Considering the role of NMDA receptor and central sensitization due to increased activity of this receptor in various neuropathic pains and according to the findings of studies, it is expected that NMDA receptors can be effective in reducing the severity of pain due to nerve damage. However, more studies are needed on the use of these drugs, especially memantine, in the control and prevention of acute pain. According to the data of the present study, memantine has been able to prevent neuropathy and has reduced the severity of neuropathy. The duration of memantine consumption in this study was eight weeks and the last dose of memantine was before the end of the second cycle of docetaxel. Patients did not receive memantine for the next two cycles of docetaxel. While, the time onset of neuropathy in most of the intervention group was after the end of the second cycle and only 1 patient developed neuropathy in the first cycle.
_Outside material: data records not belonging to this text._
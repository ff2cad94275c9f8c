#![cfg(not(target_os = "espidf"))]

use std::sync::Arc;
use std::thread;
use std::time::{Duration, Instant};

use touchprov::app::{App, Dispatch};
use touchprov::config::AppConfig;
use touchprov::gpio::PinId;
use touchprov::sim::{SimServices, WifiCall};
use touchprov::smartconfig::{ProvisioningSession, SmartConfigState};
use touchprov::sync::Timeout;
use touchprov::wifi::{NetworkManager, WifiOptions, WifiState};

const BUTTON: PinId = PinId(34);
const POLL: Timeout = Timeout::from_millis(1000);

fn config(keep_wifi_alive: bool) -> AppConfig {
    AppConfig {
        keep_wifi_alive,
        wifi: WifiOptions {
            clear_credentials_on_construction: false,
        },
        ..AppConfig::default()
    }
}

fn wait_for(mut done: impl FnMut() -> bool) -> bool {
    let deadline = Instant::now() + Duration::from_secs(5);
    while !done() {
        if Instant::now() > deadline {
            return false;
        }
        thread::sleep(Duration::from_millis(5));
    }
    true
}

#[test]
fn press_provision_and_persist() {
    let sim = SimServices::new();
    sim.wifi.add_access_point("home", "hunter22");
    let rt = sim.runtime();
    let mut app = App::new(rt.clone(), &sim.registry(), config(false)).unwrap();

    sim.gpio.trigger(BUTTON);
    assert_eq!(app.poll(POLL).unwrap(), Dispatch::Held(1));
    assert!(sim.smartconfig.is_running());

    let session = ProvisioningSession::get_weak(&rt).upgrade().unwrap();
    assert!(sim.smartconfig.deliver("home", "hunter22"));
    sim.events.flush();
    assert_eq!(session.state(), SmartConfigState::Connected);

    assert!(sim.smartconfig.acknowledge());
    sim.events.flush();
    assert!(wait_for(|| session.state() == SmartConfigState::Done));
    assert!(!sim.smartconfig.is_running());

    assert_eq!(sim.storage.value("wifi", "ssid").as_deref(), Some("home"));
    assert_eq!(sim.storage.value("wifi", "password").as_deref(), Some("hunter22"));
    assert!(wait_for(|| session.wifi().state() == WifiState::Done));
}

#[test]
fn stored_credentials_reconnect_on_boot_with_keep_alive() {
    let sim = SimServices::new();
    sim.storage.seed("wifi", "ssid", "home");
    sim.storage.seed("wifi", "password", "hunter22");
    sim.wifi.add_access_point("home", "hunter22");
    let rt = sim.runtime();

    let _app = App::new(rt.clone(), &sim.registry(), config(true)).unwrap();
    sim.events.flush();
    sim.events.flush();

    assert!(sim.wifi.is_connected());
    let wifi = NetworkManager::get_weak(&rt).upgrade().unwrap();
    assert!(wait_for(|| wifi.state() == WifiState::Done));
    assert!(ProvisioningSession::get_weak(&rt).upgrade().is_none());
}

#[test]
fn sixth_press_wipes_and_releases_everything() {
    let sim = SimServices::new();
    sim.storage.seed("wifi", "ssid", "home");
    sim.storage.seed("wifi", "password", "hunter22");
    let rt = sim.runtime();
    let mut app = App::new(rt.clone(), &sim.registry(), config(false)).unwrap();

    for _ in 0..5 {
        sim.gpio.trigger(BUTTON);
        app.poll(POLL).unwrap();
    }
    sim.events.flush();
    let first = ProvisioningSession::get_weak(&rt).upgrade().unwrap();
    // Every press shares the one live session.
    assert_eq!(Arc::strong_count(&first), 6);
    drop(first);

    sim.gpio.trigger(BUTTON);
    assert_eq!(app.poll(POLL).unwrap(), Dispatch::Wiped);
    sim.events.flush();

    assert!(ProvisioningSession::get_weak(&rt).upgrade().is_none());
    assert!(NetworkManager::get_weak(&rt).upgrade().is_none());
    assert!(!sim.smartconfig.is_running());
    assert_eq!(sim.storage.value("wifi", "ssid"), None);
    assert!(sim.wifi.calls().ends_with(&[
        WifiCall::Disconnect,
        WifiCall::Stop,
        WifiCall::Deinit,
        WifiCall::ClearDefaultHandlers,
        WifiCall::DestroyNetif,
    ]));

    // The next press starts over with a fresh session.
    sim.gpio.trigger(BUTTON);
    assert_eq!(app.poll(POLL).unwrap(), Dispatch::Held(1));
    assert!(sim.smartconfig.is_running());
}

#[test]
fn presses_beyond_queue_capacity_are_counted() {
    let sim = SimServices::new();
    let app = App::new(sim.runtime(), &sim.registry(), config(false)).unwrap();

    for _ in 0..20 {
        sim.gpio.trigger(BUTTON);
    }
    assert_eq!(app.dropped_events(), 4);
}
Nevertheless, the time onset of neuropathy in most of the patients in control group was after the first cycle. It should be mentioned that, it seems that if patients had received memantine by the end of docetaxel cycles, they would probably not have developed neuropathy. However, further studies are recommended to substantiate this hypothesis.
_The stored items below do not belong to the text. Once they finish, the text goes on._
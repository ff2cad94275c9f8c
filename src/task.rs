//! Owned background tasks.
//!
//! A [`Task`] runs its body on a dedicated thread (a FreeRTOS task on device,
//! created with the configured name, stack size and priority). The body
//! terminates itself by returning; the owner reaps it by joining, which
//! happens at the latest when the `Task` is dropped.

use std::ffi::CStr;
use std::sync::atomic::{AtomicBool, Ordering};
use std::sync::Arc;
use std::thread::{self, JoinHandle};

use anyhow::{Context, Result};
use log::{debug, info, warn};

use crate::sync::{EventBits, EventGroup};

/// Reserved in every private event group to ask the owning task to exit.
pub const TASK_STOP_BIT: EventBits = EventBits::bit(23);

#[derive(Debug, Clone, Copy)]
pub struct TaskConfig {
    pub name: &'static CStr,
    pub stack_size: usize,
    pub priority: u8,
}

impl TaskConfig {
    pub const fn new(name: &'static CStr, stack_size: usize, priority: u8) -> Self {
        Self {
            name,
            stack_size,
            priority,
        }
    }

    pub fn name(&self) -> &'static str {
        self.name.to_str().unwrap_or("task")
    }
}

pub struct Task {
    name: &'static str,
    thread: Option<JoinHandle<()>>,
    finished: Arc<AtomicBool>,
}

// Marks the task finished however the body exits, panics included.
struct FinishedGuard(Arc<AtomicBool>);

impl Drop for FinishedGuard {
    fn drop(&mut self) {
        self.0.store(true, Ordering::Release);
    }
}

impl Task {
    pub fn spawn<F>(config: &TaskConfig, body: F) -> Result<Self>
    where
        F: FnOnce() + Send + 'static,
    {
        let name = config.name();
        let finished = Arc::new(AtomicBool::new(false));
        let guard = FinishedGuard(finished.clone());

        platform::apply_spawn_config(config)?;

        let spawned = thread::Builder::new()
            .name(name.to_string())
            .stack_size(config.stack_size)
            .spawn(move || {
                let _guard = guard;
                body();
            });

        platform::reset_spawn_config();

        let thread = spawned.with_context(|| format!("Failed to spawn task '{}'", name))?;
        debug!(
            "Spawned task '{}' (stack {}, priority {})",
            name, config.stack_size, config.priority
        );

        Ok(Self {
            name,
            thread: Some(thread),
            finished,
        })
    }

    pub fn name(&self) -> &'static str {
        self.name
    }

    /// The body has returned; the thread may still be awaiting its join.
    pub fn is_finished(&self) -> bool {
        self.finished.load(Ordering::Acquire)
    }

    /// Ask the task to exit through `group` and wait for it.
    pub fn stop(&mut self, group: &EventGroup) {
        if self.thread.is_none() {
            return;
        }
        if !self.is_finished() {
            debug!("Asking task '{}' to stop", self.name);
            group.set_bits(TASK_STOP_BIT);
        }
        self.join();
    }

    /// Reap the thread. A task never joins itself; in that case the thread is detached.
    pub fn join(&mut self) {
        let Some(thread) = self.thread.take() else {
            return;
        };

        if thread.thread().id() == thread::current().id() {
            debug!("Task '{}' released from its own thread, detaching", self.name);
            return;
        }

        if thread.join().is_err() {
            warn!("Task '{}' panicked", self.name);
        }
    }
}

impl Drop for Task {
    fn drop(&mut self) {
        self.join();
    }
}

/// Log how much of its stack the calling task has used. Warns above 90%.
pub fn log_stack_usage(config: &TaskConfig) {
    let Some(free) = platform::stack_high_water_mark() else {
        debug!("Task '{}': stack usage not tracked here", config.name());
        return;
    };

    let used = config.stack_size.saturating_sub(free as usize);
    let percent = used as f32 / config.stack_size as f32 * 100.0;
    if percent > 90.0 {
        warn!("Task '{}' stack used: {} bytes ({:.2}%)", config.name(), used, percent);
    } else {
        info!("Task '{}' stack used: {} bytes ({:.2}%)", config.name(), used, percent);
    }
}

#[cfg(target_os = "espidf")]
mod platform {
    use anyhow::Result;
    use esp_idf_svc::hal::task::thread::ThreadSpawnConfiguration;

    use super::TaskConfig;

    pub(super) fn apply_spawn_config(config: &TaskConfig) -> Result<()> {
        ThreadSpawnConfiguration {
            name: Some(config.name.to_bytes_with_nul()),
            stack_size: config.stack_size,
            priority: config.priority,
            ..Default::default()
        }
        .set()?;
        Ok(())
    }

    pub(super) fn reset_spawn_config() {
        if let Err(e) = ThreadSpawnConfiguration::default().set() {
            log::warn!("Failed to restore default thread spawn configuration: {}", e);
        }
    }

    pub(super) fn stack_high_water_mark() -> Option<u32> {
        // Null means the calling task. ESP-IDF reports the mark in bytes.
        Some(unsafe { esp_idf_svc::sys::uxTaskGetStackHighWaterMark(core::ptr::null_mut()) } as u32)
    }
}

#[cfg(not(target_os = "espidf"))]
mod platform {
    use anyhow::Result;

    use super::TaskConfig;

    pub(super) fn apply_spawn_config(_config: &TaskConfig) -> Result<()> {
        Ok(())
    }

    pub(super) fn reset_spawn_config() {}

    pub(super) fn stack_high_water_mark() -> Option<u32> {
        None
    }
}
Data showed that memantine reduced the severity of the neuropathy and delayed the onset of neuropathy. In addition, memantine reduced the duration of neuropathy in patients. Memantine reduced the severity of acute taxane induced pain syndrome (TAPS). Because TAPS can be the cause of subsequent neuropathy, it can be concluded that memantine, as a factor that reduces the severity of TAPS, can reduce the incidence and severity of chronic neuropathy. In conclusion, memantine can be considered as an effective drug in prophylaxis of taxane-induced neuropathy. However, memantine not labeled for the use under discussion or that the product is still investigational.